- DESCRIPTION OF THE TASK: In the records below, tally each line that contains the word "stored" and give the total only.

Start of EXERCISE DATA

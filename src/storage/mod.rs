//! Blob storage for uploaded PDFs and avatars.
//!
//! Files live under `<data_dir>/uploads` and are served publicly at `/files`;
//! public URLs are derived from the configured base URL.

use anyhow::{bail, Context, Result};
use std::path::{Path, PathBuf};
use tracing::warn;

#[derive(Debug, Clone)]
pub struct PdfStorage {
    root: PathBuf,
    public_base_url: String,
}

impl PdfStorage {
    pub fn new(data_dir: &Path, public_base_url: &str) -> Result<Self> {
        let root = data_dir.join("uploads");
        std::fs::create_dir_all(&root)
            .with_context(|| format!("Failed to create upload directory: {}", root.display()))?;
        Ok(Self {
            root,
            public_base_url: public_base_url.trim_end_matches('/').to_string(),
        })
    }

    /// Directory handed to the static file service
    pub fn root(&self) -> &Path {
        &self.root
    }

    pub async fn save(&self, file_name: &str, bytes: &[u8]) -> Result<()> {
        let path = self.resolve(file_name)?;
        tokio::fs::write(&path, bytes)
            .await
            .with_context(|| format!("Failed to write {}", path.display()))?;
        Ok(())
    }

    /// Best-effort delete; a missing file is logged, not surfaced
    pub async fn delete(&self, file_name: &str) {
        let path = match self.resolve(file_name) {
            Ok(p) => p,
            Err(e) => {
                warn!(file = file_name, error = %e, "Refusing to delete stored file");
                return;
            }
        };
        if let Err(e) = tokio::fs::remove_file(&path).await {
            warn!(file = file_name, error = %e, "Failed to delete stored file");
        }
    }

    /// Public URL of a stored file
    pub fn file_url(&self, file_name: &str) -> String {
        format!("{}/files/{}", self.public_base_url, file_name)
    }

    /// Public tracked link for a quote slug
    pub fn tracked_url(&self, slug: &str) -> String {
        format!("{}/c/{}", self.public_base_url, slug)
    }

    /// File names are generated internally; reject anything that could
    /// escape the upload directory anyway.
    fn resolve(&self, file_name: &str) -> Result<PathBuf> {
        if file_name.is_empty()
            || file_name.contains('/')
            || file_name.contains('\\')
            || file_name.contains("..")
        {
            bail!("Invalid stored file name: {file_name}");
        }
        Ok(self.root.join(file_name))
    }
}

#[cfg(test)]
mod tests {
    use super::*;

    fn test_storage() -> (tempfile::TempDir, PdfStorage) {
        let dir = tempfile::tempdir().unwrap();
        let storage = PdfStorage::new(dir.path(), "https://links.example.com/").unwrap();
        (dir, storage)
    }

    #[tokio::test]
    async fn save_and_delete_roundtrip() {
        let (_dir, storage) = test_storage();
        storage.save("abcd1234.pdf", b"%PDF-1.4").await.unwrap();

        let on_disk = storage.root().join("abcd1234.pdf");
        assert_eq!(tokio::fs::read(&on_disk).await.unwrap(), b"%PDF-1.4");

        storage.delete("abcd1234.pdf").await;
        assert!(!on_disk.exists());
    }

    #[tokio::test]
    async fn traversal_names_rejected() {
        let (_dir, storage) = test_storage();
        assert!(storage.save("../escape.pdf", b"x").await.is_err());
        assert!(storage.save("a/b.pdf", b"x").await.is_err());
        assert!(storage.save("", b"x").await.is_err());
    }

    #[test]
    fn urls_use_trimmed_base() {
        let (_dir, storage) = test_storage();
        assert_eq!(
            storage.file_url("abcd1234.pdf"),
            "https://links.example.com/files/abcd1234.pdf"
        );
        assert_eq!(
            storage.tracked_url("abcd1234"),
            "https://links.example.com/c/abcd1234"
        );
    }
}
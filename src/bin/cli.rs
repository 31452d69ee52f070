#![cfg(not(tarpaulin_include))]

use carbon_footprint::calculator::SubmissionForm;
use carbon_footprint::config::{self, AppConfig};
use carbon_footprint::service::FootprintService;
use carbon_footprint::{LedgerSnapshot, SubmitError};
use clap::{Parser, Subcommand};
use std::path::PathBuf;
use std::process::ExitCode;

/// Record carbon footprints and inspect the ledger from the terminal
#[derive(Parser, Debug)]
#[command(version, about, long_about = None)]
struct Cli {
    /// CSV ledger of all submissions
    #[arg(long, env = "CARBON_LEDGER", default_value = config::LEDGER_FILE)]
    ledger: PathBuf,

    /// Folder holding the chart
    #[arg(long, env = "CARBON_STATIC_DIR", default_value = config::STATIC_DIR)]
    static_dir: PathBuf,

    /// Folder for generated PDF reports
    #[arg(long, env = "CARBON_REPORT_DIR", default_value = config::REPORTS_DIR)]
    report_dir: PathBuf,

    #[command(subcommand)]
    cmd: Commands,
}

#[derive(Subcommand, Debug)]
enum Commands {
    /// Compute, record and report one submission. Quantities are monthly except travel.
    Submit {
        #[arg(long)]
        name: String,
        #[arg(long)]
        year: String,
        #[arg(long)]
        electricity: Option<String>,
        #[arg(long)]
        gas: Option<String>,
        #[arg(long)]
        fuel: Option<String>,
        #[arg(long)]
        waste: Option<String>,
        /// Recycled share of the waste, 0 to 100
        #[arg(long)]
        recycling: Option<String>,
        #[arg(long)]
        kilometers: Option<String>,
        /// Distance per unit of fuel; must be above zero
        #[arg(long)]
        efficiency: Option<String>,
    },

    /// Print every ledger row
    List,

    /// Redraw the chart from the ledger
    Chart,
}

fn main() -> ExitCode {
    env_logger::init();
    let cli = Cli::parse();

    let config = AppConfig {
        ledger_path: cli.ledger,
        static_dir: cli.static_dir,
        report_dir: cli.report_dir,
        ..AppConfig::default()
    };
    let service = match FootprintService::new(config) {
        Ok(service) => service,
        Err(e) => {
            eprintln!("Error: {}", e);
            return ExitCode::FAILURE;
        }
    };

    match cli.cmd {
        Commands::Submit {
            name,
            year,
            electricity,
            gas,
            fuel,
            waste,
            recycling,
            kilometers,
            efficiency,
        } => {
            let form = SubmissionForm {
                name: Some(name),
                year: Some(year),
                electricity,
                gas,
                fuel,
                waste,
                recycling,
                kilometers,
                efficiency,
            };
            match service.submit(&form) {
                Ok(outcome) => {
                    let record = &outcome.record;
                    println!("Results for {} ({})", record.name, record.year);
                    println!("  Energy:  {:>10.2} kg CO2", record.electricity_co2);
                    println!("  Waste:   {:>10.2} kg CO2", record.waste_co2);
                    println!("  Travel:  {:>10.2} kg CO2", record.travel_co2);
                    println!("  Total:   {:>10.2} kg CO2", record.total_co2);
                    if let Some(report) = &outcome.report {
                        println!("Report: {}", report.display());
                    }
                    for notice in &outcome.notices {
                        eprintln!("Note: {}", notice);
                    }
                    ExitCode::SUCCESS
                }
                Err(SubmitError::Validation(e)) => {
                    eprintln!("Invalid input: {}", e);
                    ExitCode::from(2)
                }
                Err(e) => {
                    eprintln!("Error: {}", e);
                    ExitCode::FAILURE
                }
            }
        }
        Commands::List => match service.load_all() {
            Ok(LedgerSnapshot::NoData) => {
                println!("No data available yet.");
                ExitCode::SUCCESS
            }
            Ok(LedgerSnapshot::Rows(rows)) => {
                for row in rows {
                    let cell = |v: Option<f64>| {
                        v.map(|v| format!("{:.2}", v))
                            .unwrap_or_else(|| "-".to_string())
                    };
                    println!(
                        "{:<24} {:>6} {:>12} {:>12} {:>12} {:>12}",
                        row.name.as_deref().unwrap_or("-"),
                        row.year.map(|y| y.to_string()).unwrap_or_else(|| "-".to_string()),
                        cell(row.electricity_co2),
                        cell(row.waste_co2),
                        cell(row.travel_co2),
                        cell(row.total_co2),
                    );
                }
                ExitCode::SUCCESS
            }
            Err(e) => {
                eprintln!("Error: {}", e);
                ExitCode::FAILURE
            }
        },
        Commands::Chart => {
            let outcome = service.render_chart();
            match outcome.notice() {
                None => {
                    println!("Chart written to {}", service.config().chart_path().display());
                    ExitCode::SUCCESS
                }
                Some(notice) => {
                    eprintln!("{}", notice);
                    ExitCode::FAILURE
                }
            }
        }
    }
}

End of EXERCISE DATA

- YOUR RESPONSE: 4